Scientific Tracks Abstracts: J Comput Sci Syst Biol

Abstract :

Personalized medicine is expected to benefit from the combination of genomic information with the global monitoring of molecular components and physiological states. To ascertain whether this can be achieved, we determined the whole genome sequence of an individual at high accuracy and performed an integrated Personal Omics Profiling (iPOP) analysis, combining genomic, transcriptomic, proteomic, metabolomic, and autoantibodyomic information, over a 21-month period that included healthy and two virally infected states.
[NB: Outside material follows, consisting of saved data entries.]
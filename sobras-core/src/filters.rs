//! Recipe filters chosen on the ingredient confirmation screen.
//!
//! Each choice has a stable id (used by front ends and tests) and a Spanish
//! label, which is what gets embedded in the generation prompt.

use serde::{Deserialize, Serialize};
use std::collections::BTreeSet;

/// Label used in prompts when a single-choice filter is unset.
pub const ANY_LABEL: &str = "Cualquiera";

/// Label used in prompts when no dietary restriction is selected.
pub const NONE_LABEL: &str = "Ninguna";

#[derive(Debug, Clone, Copy, Default, PartialEq, Eq, Hash, Serialize, Deserialize)]
#[serde(rename_all = "snake_case")]
pub enum MealType {
    #[default]
    Any,
    Salad,
    Soup,
    MainCourse,
    Dessert,
    Appetizer,
    Oven,
    Pan,
}

impl MealType {
    pub const ALL: &'static [MealType] = &[
        MealType::Any,
        MealType::Salad,
        MealType::Soup,
        MealType::MainCourse,
        MealType::Dessert,
        MealType::Appetizer,
        MealType::Oven,
        MealType::Pan,
    ];

    pub fn label(&self) -> &'static str {
        match self {
            MealType::Any => ANY_LABEL,
            MealType::Salad => "Ensalada",
            MealType::Soup => "Sopa",
            MealType::MainCourse => "Plato principal",
            MealType::Dessert => "Postre",
            MealType::Appetizer => "Aperitivo",
            MealType::Oven => "Horno",
            MealType::Pan => "Sartén",
        }
    }
}

#[derive(Debug, Clone, Copy, Default, PartialEq, Eq, Hash, Serialize, Deserialize)]
#[serde(rename_all = "snake_case")]
pub enum CookingTime {
    #[default]
    Any,
    Under15Min,
    Under30Min,
    Under1Hour,
    Over1Hour,
}

impl CookingTime {
    pub const ALL: &'static [CookingTime] = &[
        CookingTime::Any,
        CookingTime::Under15Min,
        CookingTime::Under30Min,
        CookingTime::Under1Hour,
        CookingTime::Over1Hour,
    ];

    pub fn label(&self) -> &'static str {
        match self {
            CookingTime::Any => ANY_LABEL,
            CookingTime::Under15Min => "< 15 min",
            CookingTime::Under30Min => "< 30 min",
            CookingTime::Under1Hour => "< 1 hora",
            CookingTime::Over1Hour => "> 1 hora",
        }
    }
}

#[derive(Debug, Clone, Copy, PartialEq, Eq, PartialOrd, Ord, Hash, Serialize, Deserialize)]
#[serde(rename_all = "kebab-case")]
pub enum DietaryRestriction {
    Vegan,
    Vegetarian,
    GlutenFree,
    LactoseFree,
    LowCarb,
}

impl DietaryRestriction {
    pub const ALL: &'static [DietaryRestriction] = &[
        DietaryRestriction::Vegan,
        DietaryRestriction::Vegetarian,
        DietaryRestriction::GlutenFree,
        DietaryRestriction::LactoseFree,
        DietaryRestriction::LowCarb,
    ];

    pub fn id(&self) -> &'static str {
        match self {
            DietaryRestriction::Vegan => "vegano",
            DietaryRestriction::Vegetarian => "vegetariano",
            DietaryRestriction::GlutenFree => "sin-gluten",
            DietaryRestriction::LactoseFree => "sin-lactosa",
            DietaryRestriction::LowCarb => "bajo-en-carbohidratos",
        }
    }

    pub fn label(&self) -> &'static str {
        match self {
            DietaryRestriction::Vegan => "Vegano",
            DietaryRestriction::Vegetarian => "Vegetariano",
            DietaryRestriction::GlutenFree => "Sin Gluten",
            DietaryRestriction::LactoseFree => "Sin Lactosa",
            DietaryRestriction::LowCarb => "Bajo en Carbohidratos",
        }
    }

    pub fn from_id(id: &str) -> Option<Self> {
        Self::ALL.iter().copied().find(|r| r.id() == id)
    }
}

/// The user's recipe preferences.
#[derive(Debug, Clone, Default, PartialEq, Eq, Serialize, Deserialize)]
pub struct Filters {
    pub meal_type: MealType,
    pub restrictions: BTreeSet<DietaryRestriction>,
    pub cooking_time: CookingTime,
}

impl Filters {
    /// Select the restriction if absent, deselect it otherwise.
    ///
    /// Returns true if the restriction is selected afterwards.
    pub fn toggle_restriction(&mut self, restriction: DietaryRestriction) -> bool {
        if self.restrictions.remove(&restriction) {
            false
        } else {
            self.restrictions.insert(restriction);
            true
        }
    }

    /// Comma-separated restriction labels, or "Ninguna".
    pub fn restrictions_label(&self) -> String {
        if self.restrictions.is_empty() {
            return NONE_LABEL.to_string();
        }
        self.restrictions
            .iter()
            .map(|r| r.label())
            .collect::<Vec<_>>()
            .join(", ")
    }
}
Our iPOP analysis of blood components revealed extensive, dynamic and broad changes in diverse molecular components and biological pathways across healthy and disease conditions. Importantly, genomic information was also used to estimate medical risks, including Type 2 Diabetes, whose onset was observed during the course of our study. Our study demonstrates that longitudinal personal omics profiling can relate genomic information to global functional omics activity for physiological and medical interpretation of healthy and disease states.

Biography :

Michael Snyder is the Chairman of Genetics and the Director of the Center for Genomics and Personalized Medicine at Stanford. Dr. Snyder received his Ph.D. training at CalTech and carried out postdoctoral training at Stanford. His laboratory study was the first to perform a large-scale functional genomics project in any organism, and has launched many technologies in genomics and proteomics. These include the development of proteome chips, high resolution tiling arrays for the entire human genome, methods for global mapping of transcription factor binding sites, paired end sequencing for mapping of structural variation in eucaryotes, and RNA-Seq. These technologies have been used for characterizing genomes, proteomes and regulatory networks.